安全從自身做起 - 設定密碼也是一門學問
自從詐騙意味濃厚的釣魚網站的出現後,便引起大眾對於防範被詐騙的警覺。像 Yahoo 這樣一個普及的入口網站,很早便推出了「安全圖章」這樣的防釣帳號措施,來幫助使用者辨識真正的 Yahoo 網站。但是沒了釣魚網站就安全了嗎?使用者的帳號密碼就安全了嗎?很遺憾的,實情是茫茫網海處處是有暗礁,稍不小心就會觸礁的。今天就借提發揮一下,來談談要怎麼 “安全駕駛”,哦!是安全上網。
一個能夠安全使用的網站,就技術上的觀點來說,網站設計者是要負起一些責任的。這裡我們僅從 SSL 加密技術作為引子,讓各位了解,網站有好網站、壞網站,也有神經大條的網站。
對於一個擁有帳號系統的網站來說,帳號登入網頁是一個很重要的門戶,使用者會在這裡輸入他的帳號與密碼,顯見這個門戶的安全性是相當的重要。通常這些網站都會採取 SSL 加密,簡單一點說,當你在登入網址的開頭看到 https,就代表它會採取加密的手段來傳遞你的帳號資料。這點相當的重要,因為這些資料在從你的電腦傳送到該網站的伺服器前,會經過相當多的網段,簡單一點說,就是會經手很多你想都沒想過的人(設備)。不過,很不幸的是,取得 SSL 加密認證是需要付費的,對於許多小網站、小論壇來說,不見得會花錢去購買這些 SSL 加密認證,所以,很多平日我們喜歡逛的論壇、網站,其實都潛藏著安全風險。

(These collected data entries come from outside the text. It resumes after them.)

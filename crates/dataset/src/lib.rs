//! The rotating dataset tree: a size-capped `current/` collection of
//! thumbnail images that freezes into immutable, sequentially numbered
//! archive batches, each paired with a version tag, and mirrors to a remote
//! storage backend.
//!
//! The state machine is deliberately tiny: a run is either `Collecting`
//! (room left in `current/`) or `RotationNeeded` (at the cap), and the only
//! transition is an atomic directory rename. Everything else is
//! bookkeeping around it.

mod dataset;
pub mod error;
pub mod layout;
mod publish;
mod tag;

pub use crate::dataset::{Dataset, RotatedBatch, State};
pub use crate::publish::PublishSummary;
pub use crate::tag::VersionTag;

就跟防範釣魚網站一樣,如果我們自身有注意的話,自然可以降低這些風險。第一重要的,或許也是大家最常聽到的,就是「不要隨意在公共電腦或是公眾網路使用網路服務」。我好像講得太嚴重了點,像是 GMail、Yahoo! Mail 這類網站,其實都有在帳號登入時採取 SSL 加密技術,所以在公眾網路上使用,安全性上應該還不構成問題。最令人擔心的當然還是那些沒有使用 SSL 技術的網站。因此,第二點我會建議各位採取帳號密碼分級制。從網路銀行、Web Mail、論壇、個人 Blog,分成不同的重要等級,使用不同的帳號或是密碼。當然,假使記憶力超強的話,很常聽到的建議是「密碼都不要重複」,如果實在不行,至少要把那些不具有 SSL 加密的網站區分開來,這樣即使不小心被盜取了,也不至於影響到其他你個人重要的網站帳號密碼囉。
2 responses so far
> 對於許多小網站、小論壇來說,不見得會花錢去購買這些 SSL 加密認證
我記得某公司是有簽發給教育單位 (.edu, .edu.tw, .edu.xxx)的免費憑證,其他的沒有很仔細的去找。但若這些小網站的的主人對該伺服器有足夠掌控權,是可以自我簽發,某種程度上是達到SSL的效用。當然要達到相同的效果,至少還需要教育user怎麼認識該憑證是否真為站長所簽發,否則夠新的瀏覽器會「懷疑」這憑證的安全性。
> 或許也是大家最常聽到的,就是「不要隨意在公共電腦或是公眾網路使用網路服務」。
> 我好像講得太嚴重了點,像是 GMail、Yahoo! Mail 這類網站,其實都有在帳號登入時
> 採取 SSL 加密技術,所以在公眾網路上使用,安全性上應該還不構成問題
傳輸是否加密 與 端點安全性比起來,端點安全性的問題在現實中恐怕是更嚴重的。
SSL只能保障在傳輸過程中若被擷取,cracker不太容易去取得密碼。
但是若公用電腦已經有問題,例如之前的使用者安裝了測錄程式,密碼還是一樣會被擷取的。
> 傳輸是否加密 與 端點安全性比起來,端點安全性的問題在現實中恐怕是更嚴重的。
> SSL只能保障在傳輸過程中若被擷取,cracker不太容易去取得密碼。
> 但是若公用電腦已經有問題,例如之前的使用者安裝了測錄程式,密碼還是一樣會被擷取的。
的確, 公用電腦的問題很多, 所以沒是最好還是不要在公用電腦上登入自己的帳號密碼.
不過, 我指的”公眾網路”的情形比較像是, 今天妳帶了筆電到某間公司出差, 上網收 Mail, 或是在外使用無線網路的熱點服務, 像是機場, 等. 在這種情形下, 使用者個人的電腦是值得信任的, 但是免費或付費提供的無線 router 就不見得這麼值得信任了.